Space has gained prominence in recent years as an independent warfighting domain. This has resulted in renewed calls for nations to commit to space law reforms aimed at limiting the militarisation of space. The truth is though, space has been militarised (but not weaponised) for decades and has been of military interest for centuries. Accessory to War explores the historical links between astronomy, astrophysics, military operations, geostrategic competition and international law. A key focus is highlighting the difference between the militarisation and weaponisation of space.
The book strikes an acutely anti-war tone throughout, however this is balanced by a pragmatic acknowledgement of the political realities that have driven public funding of scientific research throughout the past 250 years. The authors argue that astrophysicists (and engineers) tend to produce dual use technologies that attract a lot of the public investment in space technologies. They describe a relationship between scientists and the military which is mutually beneficial but ethically incompatible.
The anti-war feel of the text doesn’t detract from its utility to military readers as it provides expert insights into the topic from an outsider’s perspective.
The book is laid out chronologically and begins with the early days of celestial navigation. Those with the greatest knowledge of the stars had a navigational advantage which could be exploited for military purposes. It then moves to the origins of the telescope and outlines how it was adapted for military use as the spyglass. This in turn led to a surge of innovation in glass manufacturing during the 19th century as the country with the best lenses could produce the best telescopes. The main tactical advantage of this was detecting an adversary from greater ranges, improving early warning times. Another benefit was the ability to transmit visual messages over longer distances which improved tactical communications.
The ongoing development of navigation, time keeping, telecommunication and radar technologies are all touched upon; starting with the fundamental scientific discoveries that made them possible and how they relate to astrophysics. The authors then explain how these technologies were militarised, bringing the reader up to the end of the second world war and the dawn of the nuclear and space ages.
Here the book re-focuses on how the pressures of the Cold War saw Western and Warsaw Pact governments alike turn to space seeking an advantage in the escalating arms race. In space they saw the ultimate high ground from which to observe the enemy; the final frontier of human exploration on which to champion their national prestige; and an ability to establish persistent, survivable and prompt global strike capabilities.
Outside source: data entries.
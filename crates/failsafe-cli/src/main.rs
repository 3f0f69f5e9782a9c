//! failsafe-report: turn a test framework's JSON export into an analyzed
//! HTML report, optionally posting a summary to Slack or Teams.
//!
//! # Usage
//!
//! ```bash
//! failsafe-report generate results.json --output out/report.html
//! failsafe-report generate results.json --framework mocha --slack "$SLACK_URL" --ci
//! SMART_TEST_AI=true failsafe-report generate results.json
//! ```

use anyhow::{Context, Result};
use clap::{Args, Parser, Subcommand};
use failsafe_engine::{
    AdapterRegistry, AnalysisConfig, Analyzer, NotificationKind, NotificationTarget, Report,
    WebhookNotifier,
};
use std::path::{Path, PathBuf};
use std::process::ExitCode;
use tracing::{info, warn};

/// Command-line arguments
#[derive(Parser, Debug)]
#[command(name = "failsafe-report", author, version, about, long_about = None)]
struct Cli {
    #[command(subcommand)]
    command: Command,
}

#[derive(Subcommand, Debug)]
enum Command {
    /// Normalize and analyze a JSON test report
    Generate(GenerateArgs),
    /// List supported frameworks in detection order
    Frameworks,
}

#[derive(Args, Debug)]
struct GenerateArgs {
    /// Path to the framework's JSON report
    path: PathBuf,

    /// Skip detection and use this adapter
    #[arg(short, long)]
    framework: Option<String>,

    /// HTML output path
    #[arg(short, long, default_value = "test-report.html")]
    output: PathBuf,

    /// Also write the analyzed report as JSON
    #[arg(long)]
    json: Option<PathBuf>,

    /// Slack incoming-webhook URL
    #[arg(long)]
    slack: Option<String>,

    /// Microsoft Teams incoming-webhook URL
    #[arg(long)]
    teams: Option<String>,

    /// Environment label (overrides FAILSAFE_ENVIRONMENT)
    #[arg(long = "env")]
    environment: Option<String>,

    /// Enable the summarization hook (overrides SMART_TEST_AI)
    #[arg(long, default_value_t = false)]
    ai: bool,

    /// Exit with status 1 when any test failed
    #[arg(long, default_value_t = false)]
    ci: bool,
}

#[tokio::main]
async fn main() -> Result<ExitCode> {
    tracing_subscriber::fmt()
        .with_env_filter(
            tracing_subscriber::EnvFilter::try_from_default_env()
                .unwrap_or_else(|_| "info".into()),
        )
        .with_writer(std::io::stderr)
        .init();

    let cli = Cli::parse();
    match cli.command {
        Command::Frameworks => {
            for name in AdapterRegistry::new().names() {
                println!("{name}");
            }
            Ok(ExitCode::SUCCESS)
        }
        Command::Generate(args) => generate(args).await,
    }
}

async fn generate(args: GenerateArgs) -> Result<ExitCode> {
    let report = load_report(&args.path, args.framework.as_deref())?;

    let mut config = AnalysisConfig::from_env();
    if args.ai {
        config = config.with_ai_summary(true);
    }
    if let Some(environment) = args.environment.as_deref() {
        config = config.with_environment(environment);
    }

    let analyzed = Analyzer::new(config).analyze(&report).await;

    failsafe_engine::write_html(&analyzed, &args.output)?;
    info!(path = %args.output.display(), "HTML report written");

    if let Some(json_path) = &args.json {
        let body = serde_json::to_string_pretty(&analyzed)?;
        std::fs::write(json_path, body)
            .with_context(|| format!("Failed to write JSON report to {}", json_path.display()))?;
        info!(path = %json_path.display(), "JSON report written");
    }

    let targets = [
        (NotificationKind::Slack, args.slack.as_deref()),
        (NotificationKind::Teams, args.teams.as_deref()),
    ]
    .into_iter()
    .filter_map(|(kind, url)| url.map(|u| NotificationTarget::new(kind, u)))
    .collect::<Vec<_>>();
    notify(&analyzed, &targets).await;

    print_summary(&analyzed);

    if args.ci && has_reported_failures(&analyzed) {
        warn!(failed = analyzed.summary.failed, "failures present, exiting with status 1");
        return Ok(ExitCode::FAILURE);
    }
    Ok(ExitCode::SUCCESS)
}

/// CI gate on the summary's failed count
fn has_reported_failures(report: &Report) -> bool {
    report.summary.failed > 0
}

fn load_report(path: &Path, framework: Option<&str>) -> Result<Report> {
    let text = std::fs::read_to_string(path)
        .with_context(|| format!("Failed to read report file {}", path.display()))?;
    let raw: serde_json::Value = serde_json::from_str(&text)
        .with_context(|| format!("{} is not valid JSON", path.display()))?;
    let report = AdapterRegistry::new()
        .parse(&raw, framework)
        .with_context(|| format!("Failed to convert {}", path.display()))?;
    Ok(report)
}

/// Delivery failures are logged; they never fail the run.
async fn notify(report: &Report, targets: &[NotificationTarget]) {
    if targets.is_empty() {
        return;
    }
    let notifier = match WebhookNotifier::new() {
        Ok(n) => n,
        Err(e) => {
            warn!("Notifications disabled: {e}");
            return;
        }
    };
    for target in targets {
        if let Err(e) = notifier.send(report, target).await {
            warn!(kind = %target.kind, "Failed to send notification: {e}");
        }
    }
}

fn print_summary(report: &Report) {
    let summary = &report.summary;
    println!(
        "{}: {} total, {} passed, {} failed, {} skipped, {} flaky ({:.1}% pass rate)",
        summary.framework,
        summary.total,
        summary.passed,
        summary.failed,
        summary.skipped,
        summary.flaky,
        summary.pass_rate().unwrap_or(0.0),
    );
    for insight in report.insights.iter().flatten() {
        println!("  {insight}");
    }
}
Scientists and engineers were needed to turn the vision into reality and those same scientists and engineers required funding for their research areas if they were to make it happen. Government funding flowed to the sciences and the space race was born.
The later chapters do a good job of explaining the geopolitical tensions of the Cold War and the Space Race alongside the domestic political tensions that went into funding these large-scale science and military projects. This includes a good explanation of the origins of the various space treaties that have been in force at various times since the 1960s. Part of this is understanding who was advocating for what treaty, at what time, and for what reason. Often it was to cover for a perceived domestic weakness, usually economic constraints. There was also a strong overlap between the treaties governing the use of space and arms control efforts aimed at managing Cold War tensions. This is a natural relationship since some of the rockets used to reach orbit, particularly in the early 1960s, were simply repurposed intercontinental ballistic missiles.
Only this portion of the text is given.